【完】 SECRET♥LOVE 危険なアイツの危険な誘惑
記憶はそこで途切れていた。
目が覚めるとそこは白い天井にどことなく消毒液の匂いがする空間だった。
「気づかれましたか? 今先生呼んできますね」
もうろうとする意識の中で医師に告げられた言葉は流産。
妊娠にすら気づいてなかった翡翠にとって赤ちゃんの存在を愛おしいと想ってあげられる時間さえなかった。

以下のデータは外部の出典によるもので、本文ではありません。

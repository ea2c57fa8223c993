use std::collections::BTreeMap;

pub const MAX_SCORE: f64 = 100.0;

pub type IaScores = BTreeMap<String, f64>;

pub fn default_assessment_names() -> Vec<String> {
    vec!["IA1".to_string(), "IA2".to_string(), "IA3".to_string()]
}

pub fn score_in_range(score: f64, max_score: f64) -> bool {
    score.is_finite() && (0.0..=max_score).contains(&score)
}

/// 1-decimal rounding used for IA averages on the marks page.
pub fn round_1_decimal(x: f64) -> f64 {
    (x * 10.0).round() / 10.0
}

/// Mean over the configured assessment names; an assessment without a score
/// counts as 0.
pub fn ia_average(scores: &IaScores, names: &[String]) -> f64 {
    if names.is_empty() {
        return 0.0;
    }
    let sum: f64 = names
        .iter()
        .map(|n| scores.get(n).copied().unwrap_or(0.0))
        .sum();
    round_1_decimal(sum / (names.len() as f64))
}

pub fn normalize_assessment_name(raw: &str) -> Option<String> {
    let t = raw.trim();
    if t.is_empty() || t.len() > 16 {
        return None;
    }
    Some(t.to_ascii_uppercase())
}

あれほど翡翠が夢見ていた男との結婚・・・そして赤ちゃん。
翡翠は一晩で何もかもを失った。
地位と名誉に走った男の裏切りで・・・
許せなかった。
憎かった。
恨んで恨んで泣いて泣いて・・・
翡翠は悟った。
愛など信じない。
愛などいらない。
そしていつか男が幸せを噛みしめている時に産れる事のなかった我が子の事を伝えようと。
それが今晩になってしまった。
それでも男と再会して、何度も男には何も告げるのはやめようと考える瞬間があった。
ふたり並んで座ったカウンターでも。
窓の外の街路樹のイルミネーションを眺めていたタクシーの中でも。
そして、男の胸の中でも・・・。
男が翡翠をまた都合のいい女にしようなどと思わなければ・・・
酷い男じゃなかったら・・・
翡翠は男との再会であの頃の感情を再確認するだけで何も告げることはなかっただろう。
男の驚いた顔が翡翠の頭から離れないでいた。